I haven't made a post recently, but that is because I have been taking care of some business. School, finances, and relationships are some of the many things that have been taking my "blog time" away from me, but I'm baaaaaaack. Missed me?
Since my last post, I have upgraded to a new level in my life. I'm at the level where I am finally piecing together the importance of getting my life together. I've been doing my research (for both my upcoming speech and also for my own personal knowledge), and did you know that 69% of employers give job offers to their interns? ...so can you guess what I've been working on for the past few weeks? Applying for internships can be a little overwhelming (especially when you're trying to not ask your parents for application advice every 5 seconds), but they are well worth it in the end. I'm not going to give exact details about my progression within the internship world, but I will advise you to be prepared for me to be more busy than what I already am.
Along with internships come other extracurricular activities. I have been busy with planning for and hosting events for my organization RHA and I just recently finished training with my school's RA Academy. You know what that means? It means that I may become an RA for one of my school's dorms next semester (fingers crossed!). On this new level of mine, I have made it a necessity to become involved with my school and community. I'm looking forward to next semester and the new organizations and activities that I will become involved with.
Unfortunately, although their have been great things going for me, their has been some hard times. One struggle that I know just about every college student understands is student loans. Oh my gosh, do you understand the stress of handling college loans without trying to drag your parents into it? (You can probably see my trend of not trying to bring my parents into everything..."independence" ...right?) On top of that, I have had to do the unthinkable...take off my acrylic nails. Yes, I know. Anyone that knows me knows that since 9th grade, acrylic nails have been my addiction...but they are becoming a financial burden to me since I do not have an on-campus job. Trust me, Christmas, summer, and spring break paychecks from McDonalds are not going to support my expensive taste, necessities, and acrylics. Sacrifices. But those sacrifices are beyond worth it when you hear your parents say how proud they are of you and your maturity.
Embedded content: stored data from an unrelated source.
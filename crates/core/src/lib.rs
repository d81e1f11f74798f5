//! Storefront core: configuration, conversation state, backend wire shapes
//! and the reply templates shared by every storefront action.

pub mod backend;
pub mod config;
pub mod domain;
pub mod errors;
pub mod replies;

pub use backend::{BackendResponse, ExpectedStatus, HttpMethod, OutboundRequest};
pub use domain::cart::{Cart, Quantity, DEFAULT_QUANTITY};
pub use domain::catalog::{ProductDetail, ProductSummary};
pub use domain::conversation::Tracker;
pub use domain::order::{CheckoutSession, Order};
pub use domain::scalar::DisplayValue;
pub use errors::{ActionError, FallbackReplies};
//! Reply text for every storefront action.
//!
//! Each function is pure: decoded backend data in, the exact user-facing
//! string out. Empty collections get their own fixed sentence instead of an
//! empty list.

use crate::domain::cart::{Cart, Quantity};
use crate::domain::catalog::{ProductDetail, ProductSummary};
use crate::domain::order::{CheckoutSession, Order};

pub const CURRENCY_SYMBOL: &str = "₹";
pub const UNKNOWN_USER: &str = "unknown user";

pub const NO_PRODUCTS: &str = "No products found.";
pub const EMPTY_CART: &str = "Your cart is empty.";
pub const ITEM_REMOVED: &str = "Item removed from your cart.";
pub const CART_CLEARED: &str = "Your cart has been cleared.";
pub const NO_ORDERS_YET: &str = "You have no orders yet.";
pub const NO_ADMIN_ORDERS: &str = "No orders found.";

pub fn product_list(products: &[ProductSummary]) -> String {
    if products.is_empty() {
        return NO_PRODUCTS.to_owned();
    }

    let lines = products
        .iter()
        .map(|product| format!("- {} ({CURRENCY_SYMBOL}{})", product.name, product.price))
        .collect::<Vec<_>>()
        .join("\n");
    format!("Here are some products:\n{lines}")
}

pub fn product_detail(product: &ProductDetail) -> String {
    format!(
        "{}: {}\nPrice: {CURRENCY_SYMBOL}{}\nStock: {}",
        product.name, product.description, product.price, product.count_in_stock
    )
}

pub fn item_added(item: &str, quantity: Quantity) -> String {
    format!("Added {quantity} x {item} to your cart.")
}

pub fn cart_contents(cart: &Cart) -> String {
    if cart.lines().is_empty() {
        return EMPTY_CART.to_owned();
    }

    let mut message = String::from("Your cart contains:\n");
    for line in cart.lines() {
        message.push_str(&format!("- {} x {}\n", line.product.name, line.quantity));
    }
    message
}

pub fn item_quantity_updated(item_id: &str, quantity: Quantity) -> String {
    format!("Updated quantity of item {item_id} to {quantity}.")
}

pub fn checkout_link(session: &CheckoutSession) -> String {
    format!("Proceed to payment here: {}", session.payment_link())
}

pub fn my_orders(orders: &[Order]) -> String {
    if orders.is_empty() {
        return NO_ORDERS_YET.to_owned();
    }

    let mut message = String::from("Here are your orders:\n");
    for order in orders {
        message.push_str(&format!("Order #{}: {CURRENCY_SYMBOL}{}\n", order.id, order.total_price));
    }
    message
}

pub fn admin_orders(orders: &[Order]) -> String {
    if orders.is_empty() {
        return NO_ADMIN_ORDERS.to_owned();
    }

    let mut message = String::from("Admin orders:\n");
    for order in orders {
        message.push_str(&format!(
            "Order #{} by {} - {CURRENCY_SYMBOL}{}\n",
            order.id,
            order.user_name().unwrap_or(UNKNOWN_USER),
            order.total_price
        ));
    }
    message
}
On this new level, came another devil...a breakup. It wasn't my first nor will it be my last, but it still hurt. I cried, I got angry, I even contemplated burning his stuff that he left in my room...but let's be real, if it didn't work out well for Left Eye, it probably wouldn't work for me either. But in the end, I'm glad the split happened. Yes I care for him, but I also know that I care for myself and all the things that I need to do while I have my short 2 years left in college. (I can't believe that in 3 weeks, I'll be half way there to graduating college). Plus, if it's meant to be, it'll come back into place...if it isn't, well there are plenty of other good looking guys that will realize that I am the bomb-diggity.
So...
The purpose of this post wasn't to give a recap of the last few weeks of my life, although I do feel like I should give an explanation for my recent absence from The Tiana Diaries. It was to explain that on every new level of your life, you will come across new devils. I have had so many blessings coming towards me, yet I can't deny that times have been hard. Emotionally, I have been a little unstable (breakups, stress, and estrogen can be one hell of a mix), but I have finally found a levelheaded ground for myself. Financially I have been struggling (a temporary R.I.P. to my beautiful claws) but I am learning financial responsibility (and between tax returns and refund checks, I don't have too much to worry about for much longer). But let me tell you, this new level of mine has been so rewarding. I have never been so proud of myself or excited for my future until now. I have never appreciated the words "I am proud of you" as much as I have on this level of my life. I have never looked forward to hard work before...ever...until now, because I know that with hard work comes great outcomes.
This new level of my life has introduced me to so much more than devils. Devils...the devil...they don't scare me. I am too much of a bad-ass (excuse my language) to succumb to the fear of failure, heartbreak, or anything in general! I have myself, my family, and God to help me upgrade to new levels. Trust me, my next level will be even more rewarding than this one...just wait on it.